Chins Pray for Safety as India Warns of Attack on Burma’s Rebel Camp
By Salai Za Uk Ling , June 21, 2005: Chin community around the world are praying for the safety of their fellow countrymen in arms fighting against the Burmese military regime as impending attacks by Indian Army loom close. An ultimatum announced by Indian government earlier this month to relocate Chin rebel camp located on Indo-Burma border before June 20 prompted fear and panic among Chin communities as India is vowing to ‘flush out’ Chin rebel army if they failed to evacuate their jungle base.
Bracing for the impending attacks by Indian forces, Chin expatriates living in Canada, the United States, Europe, Australia and Asia are conducting special prayer services at their local churches and worship centers for the safety of their fellowmen fighting for democracy and political autonomy for their homeland.
On June 3, 2005, the Indian Home Ministry issued directives asking Mizoram state authorities to prepare for an assault on Chin National Army, an armed wing of Chin National Front, which the Indian government accused has bases inside Indian territory. The move was a result of the new bilateral security cooperation agreement between India and Burma following a state visit to New Delhi by Burma’s military dictator Senior General Than Shwe in October last year.
Renewed pressure from Indian government on Chin National Front to quit its military base came as India is believed to be under obligation to clean up Burma’s armed groups operating out of its borders in response to recent military campaigns by Burmese military regime against Indian insurgent groups operating from Burmese soils.

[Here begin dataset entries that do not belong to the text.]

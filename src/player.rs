use serde::{Deserialize, Serialize};
use std::fmt;

use crate::grid::BOARD_SIZE;
use crate::piece::Piece;

/// Number of pieces each player owns for the whole match.
pub const PIECES_PER_PLAYER: usize = 16;

/// Which side of the local board a player sits on. The local participant
/// always plays from the bottom edge of its own frame.
#[derive(Debug, Clone, Copy, PartialEq, Eq, Hash, Serialize, Deserialize)]
pub enum Seat {
    Local,
    Remote,
}

impl Seat {
    pub fn opponent(&self) -> Seat {
        match self {
            Seat::Local => Seat::Remote,
            Seat::Remote => Seat::Local,
        }
    }

    /// Rows this seat's men occupy at the start of a match.
    pub fn starting_rows(&self) -> [usize; 2] {
        match self {
            Seat::Local => [BOARD_SIZE - 3, BOARD_SIZE - 2],
            Seat::Remote => [1, 2],
        }
    }
}

#[derive(Debug, Clone, PartialEq, Eq, Hash, Serialize, Deserialize)]
#[serde(transparent)]
pub struct PlayerId(pub String);

impl PlayerId {
    pub fn new(id: impl Into<String>) -> Self {
        PlayerId(id.into())
    }
}

impl fmt::Display for PlayerId {
    fn fmt(&self, f: &mut fmt::Formatter<'_>) -> fmt::Result {
        f.write_str(&self.0)
    }
}

/// Identity handed over by the session layer when a match starts.
#[derive(Debug, Clone, PartialEq, Eq, Serialize, Deserialize)]
pub struct PlayerInfo {
    pub id: PlayerId,
    pub name: String,
}

impl PlayerInfo {
    pub fn new(id: impl Into<String>, name: impl Into<String>) -> Self {
        PlayerInfo {
            id: PlayerId::new(id),
            name: name.into(),
        }
    }
}

#[derive(Debug, Clone, Serialize, Deserialize)]
pub struct Player {
    seat: Seat,
    id: PlayerId,
    name: String,
    is_its_turn: bool,
    /// Signed row step of a man's forward move.
    forward: isize,
    promotion_row: usize,
    pieces: Vec<Piece>,
}

impl Player {
    pub fn new(seat: Seat) -> Self {
        let (forward, promotion_row) = match seat {
            Seat::Local => (-1, 0),
            Seat::Remote => (1, BOARD_SIZE - 1),
        };
        Player {
            seat,
            id: PlayerId::new(""),
            name: String::new(),
            is_its_turn: false,
            forward,
            promotion_row,
            pieces: (0..PIECES_PER_PLAYER).map(|_| Piece::new(seat)).collect(),
        }
    }

    pub fn seat(&self) -> Seat {
        self.seat
    }

    pub fn id(&self) -> &PlayerId {
        &self.id
    }

    pub fn name(&self) -> &str {
        &self.name
    }

    pub(crate) fn assign(&mut self, info: &PlayerInfo) {
        self.id = info.id.clone();
        self.name = info.name.clone();
    }

    pub fn is_its_turn(&self) -> bool {
        self.is_its_turn
    }

    pub(crate) fn set_turn(&mut self, value: bool) {
        self.is_its_turn = value;
    }

    pub fn forward(&self) -> isize {
        self.forward
    }

    pub fn promotion_row(&self) -> usize {
        self.promotion_row
    }

    /// All pieces, captured ones included.
    pub fn pieces(&self) -> &[Piece] {
        &self.pieces
    }

    pub(crate) fn piece_mut(&mut self, index: usize) -> &mut Piece {
        &mut self.pieces[index]
    }

    pub fn living(&self) -> impl Iterator<Item = &Piece> {
        self.pieces.iter().filter(|p| !p.is_captured())
    }

    pub fn living_count(&self) -> usize {
        self.living().count()
    }
}

#[cfg(test)]
mod tests {
    use super::*;

    #[test]
    fn test_player_owns_sixteen_pieces() {
        let player = Player::new(Seat::Remote);
        assert_eq!(player.pieces().len(), PIECES_PER_PLAYER);
        assert!(player.pieces().iter().all(|p| p.owner() == Seat::Remote));
        assert_eq!(player.living_count(), PIECES_PER_PLAYER);
    }

    #[test]
    fn test_direction_and_promotion_row_per_seat() {
        let local = Player::new(Seat::Local);
        let remote = Player::new(Seat::Remote);
        assert_eq!(local.forward(), -1);
        assert_eq!(local.promotion_row(), 0);
        assert_eq!(remote.forward(), 1);
        assert_eq!(remote.promotion_row(), 7);
        assert_eq!(Seat::Local.starting_rows(), [5, 6]);
        assert_eq!(Seat::Remote.starting_rows(), [1, 2]);
    }
}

Although the CNF denies it has base inside Indian soil, Paul Sitha, the organization’s spokesperson told Chinland Guardian the Chin National Army will do anything to avoid confrontation with Indian forces. “It has always been the policy of CNF to not antagonize India,” says Sitha. “India will always be our neighbor and as has been in the past, we will continue to maintain friendly relations with the world’s largest democracy country.”
The deadline for relocation of CNF’s Camp Victoria passed yesterday without any reported incident of fighting. Chin National Front maintains the camp was only meant for a mobile base. Camp Victoria, named after the highest peak in Chinland, has come under increasing focus of Burmese military intelligence in recent months as the Chin National Front is becoming a leading player in Burma’s opposition movement. CNF assumes a leading position in the National Democratic Front, Burma’s largest opposition military alliance, and is also active in several other major oppositional groupings.
“The fact that the Burmese military regime is persuading India to go after the Chin National Front is an acknowledgement that the organization is becoming a major opposition force, and therefore a nuisance to the regime,” notes one observer. Since it’s formation in 1988, Burma’s military regime has rarely acknowledged the CNF in the State press when referring to ethnic armed group that have yet to enter ceasefire deals with the regime.
Chin National Front was founded in 1988 following a brutal military crackdown on pro-democracy activists that left thousands dead and sent thousands of students and activists into exile.